Each partner in a relationship will always have an ex, but that’s never a problem because they have no ties to them, and their paths may almost never cross. But in a situation like mine, where the Ex has children with your partner, things get a little more complicated and it becomes a whole different ball game.
You have to try and form a cordial relationship with your husband’s ex for the sake of the children and for your peace of mind.
The complication arises when the Ex is not willing to reciprocate the gesture and is not willing to co-parent with you. She may refuse to accept you or consider you as her children’s other parent even if you guys have full custody of the children. I would like to share a few tips that have helped me to keep sane and rise above the drama over the years.
Tip #1: Avoid any drama like the plague, and let your husband deal with it. If the ex does not wish to involve you in any decision-making regarding the kids and instead choses to constantly keep alienating you from her communication on the children, step aside. This is where your partner then steps in and ensures that you are copied on all emails so that all parties are on the same page. This works out because at the end of the day, you are the one executing most if not all of the work when it comes to the children.
Tip #2: Don’t take it personally, her acceptance or lack of has nothing to do with you as a person. Maybe she is still dealing with emotions and issues that you cannot fully appreciate. Like I always say, divorce is not easy for anyone so you have to give her time to heal and hope that one day she will able to put aside your differences, move on and find it in her heart to work together with you.
Tip #3: Always be neutral even when the ex is not being reasonable and is badmouthing you to the kids and anyone else willing to give her a listening ear. Be the bigger person and never say anything negative about her in front of the children. Remember that she is still their mother and they are not responsible for her behaviour. Never ever mix the kids up with the Ex, even when the kid’s behaviour falls short of your expectations. They are just kids, remember even the bible recognizes that foolishness resides in the heart of children! (Proverbs 22:15)
Tip #4: It is important to respect and acknowledge the strength of a biological connection. Never try to take her place or to replace her as the mother of her children. This only leads to the ex feeling threatened. Who wouldn’t anyway? So I always try to maintain her place in the children’s lives and remind the children that they have to love and respect their mother just as she is. We don’t get to choose who we are born to and so she deserves respect and love from them, regardless of whether she is with their father or not.

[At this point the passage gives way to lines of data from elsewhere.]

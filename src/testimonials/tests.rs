//! Tests for testimonials module

#[cfg(test)]
mod tests {
    use super::super::models::CreateTestimonialRequest;
    use super::super::services::TestimonialsService;
    use crate::common::{migrations, ApiError};
    use sqlx::sqlite::SqlitePoolOptions;
    use sqlx::SqlitePool;

    async fn test_pool() -> SqlitePool {
        let pool = SqlitePoolOptions::new()
            .max_connections(1)
            .connect("sqlite::memory:")
            .await
            .expect("failed to open in-memory database");
        migrations::run_migrations(&pool)
            .await
            .expect("migrations failed");
        pool
    }

    fn request(name: &str, rating: Option<i64>) -> CreateTestimonialRequest {
        CreateTestimonialRequest {
            name: name.to_string(),
            title: Some("Happy customer".to_string()),
            message: Some("Great store".to_string()),
            rating,
            avatar: None,
            status: None,
        }
    }

    #[tokio::test]
    async fn test_create_testimonial_with_valid_rating() {
        let pool = test_pool().await;
        let service = TestimonialsService::new(pool);

        let created = service
            .create_testimonial(request("Alice", Some(5)))
            .await
            .expect("create failed");
        assert_eq!(created.rating, Some(5));
        assert_eq!(created.status.as_deref(), Some("show"));
    }

    #[tokio::test]
    async fn test_rating_out_of_bounds_rejected() {
        let pool = test_pool().await;
        let service = TestimonialsService::new(pool);

        let err = service
            .create_testimonial(request("Alice", Some(6)))
            .await
            .expect_err("out-of-range rating accepted");
        assert!(matches!(err, ApiError::ValidationError(_)));

        let pool = test_pool().await;
        let service = TestimonialsService::new(pool);
        let err = service
            .create_testimonial(request("Alice", Some(0)))
            .await
            .expect_err("zero rating accepted");
        assert!(matches!(err, ApiError::ValidationError(_)));
    }

    #[tokio::test]
    async fn test_rating_is_optional() {
        let pool = test_pool().await;
        let service = TestimonialsService::new(pool);

        let created = service
            .create_testimonial(request("Bob", None))
            .await
            .expect("create failed");
        assert_eq!(created.rating, None);
    }
}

Tip #5: When it comes to parenting styles, remember that she doesn’t see life through your filter. You are 2 different people so you won’t necessarily share the same values. When the children are with you, ensure that they adhere to your house rules but also be accommodative, keeping in mind their mums parenting style and the values that they had been raised with before you came into the picture. It will take a while to streamline expectations, but you need to be firm and consistent.
Tip #6: Set boundaries from early in the relationship. Do not allow yourself to be treated like a doormat or to be disrespected. Be firm and polite. Always speak up whenever something makes you feel uncomfortable. And ensure that everyone adheres to visitation schedules.
Tip #7: Invest in a support system. A group of friends who are also step mums is a good place to start. Have a trusted partner that you will be able to vent off your frustrations with when it becomes too much to bear. However, be extremely careful who you share your struggles with as you would not want to hurt any family member or the children.
I believe that a balance can be found between step mum and mother as long as there is respect on each side. Friendship would be the ideal situation, but you have to be open to the fact that it may or may not happen in this lifetime.
So, for the sake of the children we need to make it work. We need to put our feelings aside and put the children’s best interests and needs ahead of our own so that we can raise happy healthy children. Remember, at the end of the day, your partner’s happiness, as well as your own happiness will be ultimately determined by how well you strike this equilibrium.
So far, I don’t think I’m doing a bad job at balancing it all… Some days I’m confident and other days, I feel like I’m fumbling in the dark, but I still give it all I’ve got. Believe me, every single day is a critical part of life’s never ending learning curve.